Ferritin test

A ferritin test measures the amount of ferritin in your blood. Ferritin is a blood cell protein that contains iron. A ferritin test helps your doctor understand how much iron your body is storing.

If a ferritin test reveals that your blood ferritin level is lower than normal, it indicates your body's iron stores are low and you have iron deficiency.

If a ferritin test shows higher than normal levels, it could indicate that you have a condition that causes your body to store too much iron. It could also point to liver disease, rheumatoid arthritis, other inflammatory conditions or hyperthyroidism. Some types of cancer also may cause your blood ferritin level to be high.


Why it's done How you prepare What you can expect Results

You may have a ferritin test for several reasons:

  • To diagnose a medical condition. Your doctor may suggest a ferritin test if other blood tests have shown that the level of oxygen-carrying protein in your red blood cells (hemoglobin) is low, or if the proportion of red blood cells to the fluid component in your blood (hematocrit) is low. These may indicate that you have iron deficiency anemia. A ferritin test can help confirm that diagnosis. Ferritin may also be measured in someone with restless legs syndrome.

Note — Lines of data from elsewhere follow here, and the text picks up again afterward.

//! Argument extraction shared by every tool module.
//!
//! Tool arguments arrive as one untyped `serde_json::Value`; these helpers
//! pull individual fields out with a consistent `InvalidArgument` message
//! instead of each module hand-rolling its own `.get().and_then()` chain.

use serde_json::Value;

use crate::error::{DaemonError, DaemonResult};

pub(crate) fn str_field(args: &Value, field: &str) -> DaemonResult<String> {
    args.get(field)
        .and_then(Value::as_str)
        .map(str::to_string)
        .ok_or_else(|| DaemonError::InvalidArgument(format!("missing required field '{field}'")))
}

pub(crate) fn opt_str_field(args: &Value, field: &str) -> Option<String> {
    args.get(field).and_then(Value::as_str).map(str::to_string)
}

pub(crate) fn i64_field(args: &Value, field: &str) -> DaemonResult<i64> {
    args.get(field)
        .and_then(Value::as_i64)
        .ok_or_else(|| DaemonError::InvalidArgument(format!("missing required integer field '{field}'")))
}

pub(crate) fn opt_i64_field(args: &Value, field: &str) -> Option<i64> {
    args.get(field).and_then(Value::as_i64)
}

pub(crate) fn opt_usize_field(args: &Value, field: &str) -> Option<usize> {
    args.get(field).and_then(Value::as_u64).map(|v| v as usize)
}

pub(crate) fn bool_field(args: &Value, field: &str, default: bool) -> bool {
    args.get(field).and_then(Value::as_bool).unwrap_or(default)
}

pub(crate) fn project_path(args: &Value) -> DaemonResult<String> {
    str_field(args, "projectPath")
}

pub(crate) fn action(args: &Value) -> DaemonResult<String> {
    str_field(args, "action")
}

pub(crate) fn deserialize_field<T: serde::de::DeserializeOwned>(args: &Value, field: &str) -> DaemonResult<T> {
    let raw = args
        .get(field)
        .ok_or_else(|| DaemonError::InvalidArgument(format!("missing required field '{field}'")))?;
    serde_json::from_value(raw.clone())
        .map_err(|e| DaemonError::InvalidArgument(format!("field '{field}' is malformed: {e}")))
}
//! `govern` — governance rules and auto-recall triggers.

use serde_json::{json, Value};

use daemon_core::{Engine, RuleDraft};

use crate::dispatcher::GovernAction;
use crate::error::DaemonResult;
use crate::tools::base_properties;
use crate::tools::util::{deserialize_field, i64_field, str_field};

pub fn schema() -> Value {
    let mut properties = base_properties();
    properties["action"] = json!({"type": "string", "enum": ["add_rule", "update_rule", "add_trigger", "list_triggers"]});
    properties["rule"] = json!({"type": "object", "description": "Required for 'add_rule'/'update_rule': triggerPhrase, mustDo, mustNot, askFirst, warnings, priority, enabled."});
    properties["ruleId"] = json!({"type": "integer", "description": "Required for 'update_rule'."});
    properties["pattern"] = json!({"type": "string", "description": "Required for 'add_trigger': glob-ish match against a file path, tag, or entity."});
    properties["recallTopic"] = json!({"type": "string", "description": "Required for 'add_trigger': topic auto-recalled when the pattern matches."});
    properties["categoryFilter"] = json!({"type": "array", "description": "Optional for 'add_trigger': category names to restrict the auto-recall to."});
    json!({
        "type": "object",
        "properties": properties,
        "required": ["projectPath", "action"]
    })
}

pub fn execute(engine: &Engine, _project: &str, act: GovernAction, args: &Value) -> DaemonResult<Value> {
    match act {
        GovernAction::AddRule => {
            let draft: RuleDraft = deserialize_field(args, "rule")?;
            let id = engine.add_rule(draft)?;
            Ok(json!({"id": id}))
        }
        GovernAction::UpdateRule => {
            let id = i64_field(args, "ruleId")?;
            let draft: RuleDraft = deserialize_field(args, "rule")?;
            engine.update_rule(id, draft)?;
            Ok(json!({}))
        }
        GovernAction::AddTrigger => {
            let pattern = str_field(args, "pattern")?;
            let recall_topic = str_field(args, "recallTopic")?;
            let category_filter: Vec<String> = args
                .get("categoryFilter")
                .and_then(|v| serde_json::from_value(v.clone()).ok())
                .unwrap_or_default();
            let id = engine.add_trigger(pattern, recall_topic, category_filter)?;
            Ok(json!({"id": id}))
        }
        GovernAction::ListTriggers => Ok(json!({"triggers": engine.list_triggers()?})),
    }
}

    A ferritin test may also be used to help diagnose conditions such as hemochromatosis, liver disease and adult Still's disease, among others.

    When used to diagnose a medical condition, a ferritin test may be done in conjunction with an iron test and a total iron-binding capacity (TIBC) and transferrin test. These tests provide additional information about how much iron is in your body.

  • To monitor a medical condition. If you've been diagnosed with a disorder that results in too much iron in your body, such as hemochromatosis or hemosiderosis, your doctor may use a ferritin test to monitor your condition and guide treatment.